Uganda conservationists demand a halt to land use change application
UGANDA (eTN) - As the assaults against the environment multiply across the region continue, like the Mabira saga in Uganda, the "corridor of destruction" Serengeti-Lake Natron-Selous-Tanga Marine Park
UGANDA (eTN) – As the assaults against the environment multiply across the region continue, like the Mabira saga in Uganda, the “corridor of destruction” Serengeti-Lake Natron-Selous-Tanga Marine Park in Tanzania, in Kenya, too, the stage is set now for an epic battle between the conservation fraternity and developers, as a scheme became public to cut off Amboseli National Park from the migratory routes to the Chyulu Hills, Tsavo West, and across the Athi Plains towards as far as the Nairobi National Park.
An application by the owners of the sprawling ranch to get approval to turn part of the ranch into an industrial estate has been received by the Kajiado County Council according to a renowned conservation source in Nairobi, who is now mobilizing public opinion against the plans.
“Take Nairobi National Park as an example. In the old days, game migrated from as far as Amboseli, even across the now border with Tanzania and from Tsavo into NNP. Today, the land is fragmented, and the park is largely fenced off. Ranchers and farmers, real estate developers, and industrial zones at Athi River and the Kitengela plains have fenced off and otherwise blocked the migration routes. We are now struggling to keep at least some of the old corridors open but it is becoming ever more difficult.
“In the Central and Northern part of Kenya it is the same, migration between the Aberdares and Mt. Kenya, between as far as Marsabit via Samburu to Lewa and the Laikipia plains, it is ever more difficult for elephant and other game to move as they are imprinted to do.
“If we permit this ranch land to be fenced off at crucial sections, we are guilty of a massive interference in game migration patterns, and the results cannot even be described right now. Wildlife versus human settlement conflict will get much worse, and yet we have it in our hands to prevent it by standing up and objecting loudly, to lobby government, because this could have a very negative influence on tourism to this part of the country when game no longer can migrate, escape droughts, and find pastures in various places,” one source said when contacted over these revelations and promptly asking for this scheme to be widely exposed, through eTurboNews and other media outlets.
“You know that when this appears in a leading e-publication like eTurboNews it makes our job easier, more people know it, global conservation groups find out about it, and they can join, help us lobby through international bodies and organizations. You need to get the word out about this ludicrous scheme where a few would get rich beyond measure and our wildlife and environment would suffer for generations, maybe never to recover from it.”

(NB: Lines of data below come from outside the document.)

//! Wire adapter for the remote branding service.
//!
//! The service speaks JSON over HTTPS with bearer authentication. The
//! engine only sees [`BrandingTransport`]; tests substitute a mock and the
//! production implementation is [`HttpBrandingTransport`].

use async_trait::async_trait;
use bytes::Bytes;
use chrono::DateTime;
use http::{Request, StatusCode};
use http_body_util::{BodyExt, Full};
use hyper_rustls::{HttpsConnector, HttpsConnectorBuilder};
use hyper_util::client::legacy::Client;
use hyper_util::client::legacy::connect::HttpConnector;
use hyper_util::rt::TokioExecutor;
use nodekit_core::model::{BrandingRecord, OutboxEvent};
use secrecy::{ExposeSecret, SecretString};
use serde::{Deserialize, Serialize};
use thiserror::Error;
use tracing::debug;

use crate::store::StoreError;

/// Errors from a sync pass or the underlying transport.
#[derive(Debug, Error)]
#[non_exhaustive]
pub enum SyncError {
    /// Connection-level failure (DNS, TLS, refused, timeout).
    #[error("network error: {0}")]
    Network(String),

    /// Credential rejected by the service.
    #[error("authentication failed; check the configured API key")]
    Unauthorized,

    /// Service asked us to back off.
    #[error("rate limited, retry after {retry_after_secs} seconds")]
    RateLimited {
        /// Seconds until the limit resets.
        retry_after_secs: u64,
    },

    /// Any other non-success response.
    #[error("service error: {message}")]
    Service {
        /// Error body or synthesized description.
        message: String,
        /// HTTP status code, if one was received.
        status_code: Option<u16>,
    },

    /// Local persistence failure during the pass.
    #[error(transparent)]
    Store(#[from] StoreError),

    /// Endpoint or credential not usable.
    #[error("invalid configuration: {0}")]
    InvalidConfiguration(String),
}

/// Device registration/heartbeat payload.
#[derive(Debug, Clone, Serialize)]
#[serde(rename_all = "camelCase")]
pub struct DeviceInfo {
    /// Stable device identifier.
    pub device_id: String,
    /// Client version string.
    pub client_version: String,
}

/// Remote branding service operations used by the sync engine.
#[async_trait]
pub trait BrandingTransport: Send + Sync {
    /// Fetches branding records updated since the given epoch milliseconds,
    /// or the full set when `since` is `None`.
    async fn fetch_branding(&self, since: Option<i64>) -> Result<Vec<BrandingRecord>, SyncError>;

    /// Delivers one display event. The event's idempotency key lets the
    /// service discard duplicates from retried deliveries.
    async fn upload_event(&self, event: &OutboxEvent) -> Result<(), SyncError>;

    /// Registers or heartbeats this device. Best-effort.
    async fn register_device(&self, device: &DeviceInfo) -> Result<(), SyncError>;
}

// =============================================================================
// Wire payloads
// =============================================================================

#[derive(Debug, Deserialize)]
#[serde(rename_all = "camelCase")]
struct WireBrandingRecord {
    phone_e164: String,
    brand_name: Option<String>,
    logo_url: Option<String>,
    call_reason: Option<String>,
    updated_at_epoch_ms: i64,
}

impl From<WireBrandingRecord> for BrandingRecord {
    fn from(wire: WireBrandingRecord) -> Self {
        Self {
            phone_e164: wire.phone_e164,
            brand_name: wire.brand_name,
            logo_url: wire.logo_url,
            call_reason: wire.call_reason,
            updated_at_epoch_ms: wire.updated_at_epoch_ms,
        }
    }
}

#[derive(Debug, Serialize)]
#[serde(rename_all = "camelCase")]
struct WireEvent<'a> {
    phone_e164: &'a str,
    outcome: &'a str,
    surface: Option<&'a str>,
    /// RFC 3339 display timestamp, when the event carries one.
    displayed_at: Option<String>,
    idempotency_key: Option<&'a str>,
    meta: Option<&'a str>,
}

impl<'a> WireEvent<'a> {
    fn from_event(event: &'a OutboxEvent) -> Self {
        let displayed_at = event
            .displayed_at_epoch_ms
            .and_then(DateTime::from_timestamp_millis)
            .map(|ts| ts.to_rfc3339());
        Self {
            phone_e164: &event.phone_e164,
            outcome: event.outcome.as_str(),
            surface: event.surface.as_deref(),
            displayed_at,
            idempotency_key: event.idempotency_key.as_deref(),
            meta: event.meta_json.as_deref(),
        }
    }
}

// =============================================================================
// HTTP transport
// =============================================================================

/// HTTPS client for the branding service.
pub struct HttpBrandingTransport {
    api_base_url: String,
    api_key: SecretString,
    client: Client<HttpsConnector<HttpConnector>, Full<Bytes>>,
}

impl HttpBrandingTransport {
    /// Creates the transport against a base URL like
    /// `https://branding.example.com`.
    ///
    /// # Errors
    ///
    /// Returns [`SyncError::InvalidConfiguration`] for an empty or
    /// non-HTTPS-capable base URL.
    pub fn new(
        api_base_url: impl Into<String>,
        api_key: SecretString,
    ) -> Result<Self, SyncError> {
        let api_base_url = api_base_url.into();
        if api_base_url.is_empty() {
            return Err(SyncError::InvalidConfiguration(
                "api_base_url cannot be empty".to_string(),
            ));
        }
        if !api_base_url.starts_with("https://") && !api_base_url.starts_with("http://") {
            return Err(SyncError::InvalidConfiguration(format!(
                "api_base_url must be an http(s) URL: {api_base_url}"
            )));
        }

        let https = HttpsConnectorBuilder::new()
            .with_webpki_roots()
            .https_or_http()
            .enable_http1()
            .enable_http2()
            .build();
        let client = Client::builder(TokioExecutor::new()).build(https);

        Ok(Self {
            api_base_url: api_base_url.trim_end_matches('/').to_string(),
            api_key,
            client,
        })
    }

    fn build_request(
        &self,
        method: &str,
        path: &str,
        body: Vec<u8>,
    ) -> Result<Request<Full<Bytes>>, SyncError> {
        Request::builder()
            .method(method)
            .uri(format!("{}{path}", self.api_base_url))
            .header("Content-Type", "application/json")
            .header("Accept", "application/json")
            .header("User-Agent", "nodekit-daemon/0.1")
            .header(
                "Authorization",
                format!("Bearer {}", self.api_key.expose_secret()),
            )
            .body(Full::new(Bytes::from(body)))
            .map_err(|e| SyncError::Network(e.to_string()))
    }

    async fn send(&self, request: Request<Full<Bytes>>) -> Result<Bytes, SyncError> {
        let response = self
            .client
            .request(request)
            .await
            .map_err(|e| SyncError::Network(e.to_string()))?;

        let status = response.status();
        if let Some(err) = early_status_error(status, response.headers()) {
            return Err(err);
        }

        let body = response
            .into_body()
            .collect()
            .await
            .map(http_body_util::Collected::to_bytes)
            .map_err(|e| SyncError::Network(e.to_string()))?;

        if !status.is_success() {
            let message = String::from_utf8(body.to_vec())
                .ok()
                .filter(|s| !s.is_empty())
                .unwrap_or_else(|| format!("HTTP {status}"));
            return Err(SyncError::Service {
                message,
                status_code: Some(status.as_u16()),
            });
        }

        Ok(body)
    }
}

/// Maps the statuses that short-circuit before the body is read.
///
/// Only 401 means a bad credential and only 429 means back off; any other
/// non-success status (403 included) becomes a [`SyncError::Service`] built
/// from the response body.
fn early_status_error(status: StatusCode, headers: &http::HeaderMap) -> Option<SyncError> {
    if status == StatusCode::UNAUTHORIZED {
        return Some(SyncError::Unauthorized);
    }
    if status == StatusCode::TOO_MANY_REQUESTS {
        let retry_after_secs = headers
            .get("Retry-After")
            .and_then(|v| v.to_str().ok())
            .and_then(|s| s.parse().ok())
            .unwrap_or(60);
        return Some(SyncError::RateLimited { retry_after_secs });
    }
    None
}

#[async_trait]
impl BrandingTransport for HttpBrandingTransport {
    async fn fetch_branding(&self, since: Option<i64>) -> Result<Vec<BrandingRecord>, SyncError> {
        let path = match since {
            Some(ms) => format!("/v1/branding?updatedSince={ms}"),
            None => "/v1/branding".to_string(),
        };
        let request = self.build_request("GET", &path, Vec::new())?;
        let body = self.send(request).await?;

        let records: Vec<WireBrandingRecord> = serde_json::from_slice(&body).map_err(|e| {
            SyncError::Service {
                message: format!("malformed branding response: {e}"),
                status_code: None,
            }
        })?;
        debug!(records = records.len(), "Fetched branding records");
        Ok(records.into_iter().map(BrandingRecord::from).collect())
    }

    async fn upload_event(&self, event: &OutboxEvent) -> Result<(), SyncError> {
        let payload = serde_json::to_vec(&WireEvent::from_event(event))
            .map_err(|e| SyncError::Network(e.to_string()))?;
        let request = self.build_request("POST", "/v1/events", payload)?;
        self.send(request).await?;
        debug!(id = event.id, "Uploaded event");
        Ok(())
    }

    async fn register_device(&self, device: &DeviceInfo) -> Result<(), SyncError> {
        let payload =
            serde_json::to_vec(device).map_err(|e| SyncError::Network(e.to_string()))?;
        let request = self.build_request("POST", "/v1/devices", payload)?;
        self.send(request).await?;
        Ok(())
    }
}

impl std::fmt::Debug for HttpBrandingTransport {
    fn fmt(&self, f: &mut std::fmt::Formatter<'_>) -> std::fmt::Result {
        f.debug_struct("HttpBrandingTransport")
            .field("api_base_url", &self.api_base_url)
            .finish_non_exhaustive()
    }
}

The conservation and environmental lobby in Kenya has received the powerful support from the Kenya Wildlife Service, which has thrown its institutional weight behind the objections and demanded, too, that any such change of use of land be halted, citing the impact on the Greater Amboseli ecosystem, while recalling government efforts to strip Amboseli a few years ago of national park status, which would have made the conversion of land use surrounding the park easier in the absence of the strictest protection measures.
With tourism likely to return to the top of the economic achievers list, reclaiming the number one spot from the tea sector and expected to produce record arrivals in 2011 combined with record earnings of nearly a billion US dollars, it will be difficult for government to allow the application for land use change and put the long-term sectoral performance of wildlife-based tourism at risk, yet logic has not always been the Kenyan government’s strong point, and the decision is awaited with great anticipation.
Added the same source: “Our legal volunteers, who include some of our top lawyers, are ready to take this through the Kenyan and East African court systems if necessary. We have taken hope from the East African Court in Arusha even throwing out the Tanzanian government objection over jurisdiction in connection with the Serengeti Highway project, and we here, too, can make a case we believe in court to speak up on behalf of our wildlife and our environment.”
Spoken with passion and resolve, says this correspondent – watch this space as another battleground for the environment is opened up in the region.